“Bene che Carlo Sangalli, presidente di Confcommercio, nel corso dell’assemblea nazionale ieri a Roma, abbia ricordato che la questione balneare è tutt’altro che chiusa e costituisce “una ferita ancora aperta” per decine di migliaia di famiglie che rischiano di perdere il lavoro e le proprie aziende”. Lo ha dichiarato Antonio Capacchione, presidente del Sindacato italiano balneari aderente a Fipe-Confcommercio, in seguito all’intervento di Sangalli all’assemblea nazionale dell’associazione.
Quello di Sangalli, ha aggiunto Capacchione, è “un grido d’allarme ancora più importante nel silenzio generale della politica verso il dramma che sta vivendo un comparto cruciale per il turismo italiano. È bene ricordare che il settore balneare, con oltre il 39% delle presenze complessive, costituisce la parte più preziosa e cospicua del turismo nazionale”.

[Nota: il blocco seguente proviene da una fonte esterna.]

//! fstables - collect FreeSurfer stats of one session into a table.
//!
//! Finds the `sub-*/stats/*.stats` files written by FreeSurfer below a session's subjects
//! directory and stacks them into one CSV file in the output directory.

use anyhow::{bail, Context, Result};
use clap::Parser;
use tracing_subscriber::{fmt, prelude::*, EnvFilter};

use std::path::PathBuf;

use fstables::{pipeline, AsegStats2Table, Hemisphere, Metric, ProjectConfig, Session};

/// Get FreeSurfer *.stats files from Nibabies/derivatives/sourcedata/freesurfer/sub-*
#[derive(Parser, Debug)]
#[command(name = "fstables", version)]
pub struct Cli {
    /// Scan session to collect
    #[arg(long, value_enum)]
    pub session: Session,

    /// Volumetric outputs (brainvol.stats, also runs asegstats2table) or surface outputs (aparc.stats)
    #[arg(long, value_enum, default_value_t = Metric::Aseg)]
    pub metric: Metric,

    /// If --metric is aparc, whether to collect lh.aparc.stats or rh.aparc.stats
    #[arg(long, visible_alias = "hemispheres", value_enum, default_value_t = Hemisphere::Lh)]
    pub hemisphere: Hemisphere,

    /// Root of the MRI tree holding one directory per session
    #[arg(long, env = "FSTABLES_MRI_ROOT")]
    pub mri_root: PathBuf,

    /// Directory for the produced tables and the qdec subject lists
    #[arg(long, env = "FSTABLES_OUTPUT_DIR", default_value = ".")]
    pub output_dir: PathBuf,

    /// Log level used when RUST_LOG is not set (error, warn, info, debug, trace)
    #[arg(long, default_value = "info", value_parser = ["error", "warn", "info", "debug", "trace"])]
    pub log_level: String,
}

fn main() -> Result<()> {
    let cli = Cli::parse();

    let filter = EnvFilter::try_from_default_env().unwrap_or_else(|_| EnvFilter::new(&cli.log_level));
    tracing_subscriber::registry()
        .with(fmt::layer().with_writer(std::io::stderr))
        .with(filter)
        .init();

    let cfg = ProjectConfig::new(cli.mri_root, cli.output_dir);
    if !cfg.mri_root_exists() {
        bail!("MRI root '{}' does not exist, is the lab share mounted?", cfg.mri_root.display());
    }

    let out = pipeline::run(&cfg, cli.session, cli.metric, cli.hemisphere, &AsegStats2Table::default())
        .with_context(|| format!("Collecting {} stats for the {} session failed", cli.metric, cli.session))?;
    println!("{}", out.display());
    Ok(())
}
// src/animation/frame.rs
//
// "Call me on the next display refresh" capability and the queue the app
// drains once per update.

use std::cell::RefCell;

pub type FrameCallback = Box<dyn FnOnce(f64)>;

pub trait FrameScheduler {
    /// Queue a single callback; it receives the frame timestamp in milliseconds.
    fn request_frame(&self, callback: FrameCallback);
}

#[derive(Default)]
pub struct FrameQueue {
    pending: RefCell<Vec<FrameCallback>>,
}

impl FrameQueue {
    pub fn new() -> Self {
        Self::default()
    }

    pub fn pending(&self) -> usize {
        self.pending.borrow().len()
    }

    pub fn is_idle(&self) -> bool {
        self.pending.borrow().is_empty()
    }

    /// Run everything requested before this frame began, in request order.
    /// Requests made while running land in the next frame.
    pub fn run_frame(&self, now: f64) -> usize {
        let due = std::mem::take(&mut *self.pending.borrow_mut());
        let count = due.len();
        for callback in due {
            callback(now);
        }
        count
    }
}

impl FrameScheduler for FrameQueue {
    fn request_frame(&self, callback: FrameCallback) {
        self.pending.borrow_mut().push(callback);
    }
}
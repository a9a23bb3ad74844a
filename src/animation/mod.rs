pub mod clock;
pub mod counter;
pub mod easing;
pub mod frame;

pub use clock::{Clock, MonotonicClock};
pub use counter::{AnimatedNumber, Capabilities, Phase};
pub use easing::ease_in;
pub use frame::{FrameCallback, FrameQueue, FrameScheduler};
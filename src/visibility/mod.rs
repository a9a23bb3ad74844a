// src/visibility/mod.rs

pub mod observer;
pub mod viewport;

pub use observer::{
    ElementId, IntersectionCallback, IntersectionEntry, Subscription, SubscriptionId,
    VisibilityObserver,
};
pub use viewport::ViewportObserver;
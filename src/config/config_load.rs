// src/config/config_load.rs
//
// loading config.toml

use serde::Deserialize;
use std::fs;
use std::path::{Path, PathBuf};
use tracing::{debug, info};

use super::config_types::*;
use crate::errors::LoadError;

const CONFIG_FILE: &str = "config.toml";

#[derive(Debug, Deserialize)]
pub struct Config {
    pub paths: PathConfig,
    pub window: WindowConfig,
    pub animation: AnimationConfig,
    pub layout: LayoutConfig,
    pub style: StyleConfig,
    pub scroll: ScrollConfig,
}

impl Config {
    pub fn load() -> Result<Self, LoadError> {
        // First try to load from the executable's directory
        if let Some(exe_config) = Self::load_from_exe_dir() {
            return Ok(exe_config);
        }

        // Fallback to loading from the current working directory
        Self::load_from_path(Path::new(CONFIG_FILE))
    }

    pub fn load_from_path(path: &Path) -> Result<Self, LoadError> {
        let content = fs::read_to_string(path).map_err(|source| LoadError::Io {
            path: path.to_path_buf(),
            source,
        })?;
        let config = Self::parse(&content)?;
        info!("Loaded config from {}", path.display());
        Ok(config)
    }

    pub fn parse(content: &str) -> Result<Self, LoadError> {
        Ok(toml::from_str(content)?)
    }

    fn load_from_exe_dir() -> Option<Self> {
        let config_path = exe_dir()?.join(CONFIG_FILE);

        if config_path.exists() {
            match Self::load_from_path(&config_path) {
                Ok(config) => Some(config),
                Err(err) => {
                    debug!("Ignoring config next to executable: {}", err);
                    None
                }
            }
        } else {
            None
        }
    }

    pub fn resolve_stats_path(&self) -> PathBuf {
        let path = Path::new(&self.paths.stats_file);
        if path.is_absolute() {
            return path.to_path_buf();
        }

        // If path is relative, prefer the executable's directory, then the working directory
        match exe_dir().map(|dir| dir.join(path)) {
            Some(candidate) if candidate.exists() => candidate,
            _ => path.to_path_buf(),
        }
    }
}

fn exe_dir() -> Option<PathBuf> {
    std::env::current_exe()
        .ok()
        .and_then(|p| p.parent().map(|p| p.to_path_buf()))
}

“Molto positivo, poi, il fatto che Sangalli sia tornato a chiedere una legge che salvaguardi la balneazione attrezzata italiana”, ha concluso Capacchione. Quella varata lo scorso settembre dall’attuale governo è, infatti, incompleta, ingiusta e sbagliata, perché non applica correttamente la direttiva Bolkestein e distrugge un modello di balneazione attrezzata efficiente, di successo, basata su professionalità ed esperienza, che da anni attira sulle nostre spiagge milioni di turisti da tutto il mondo”.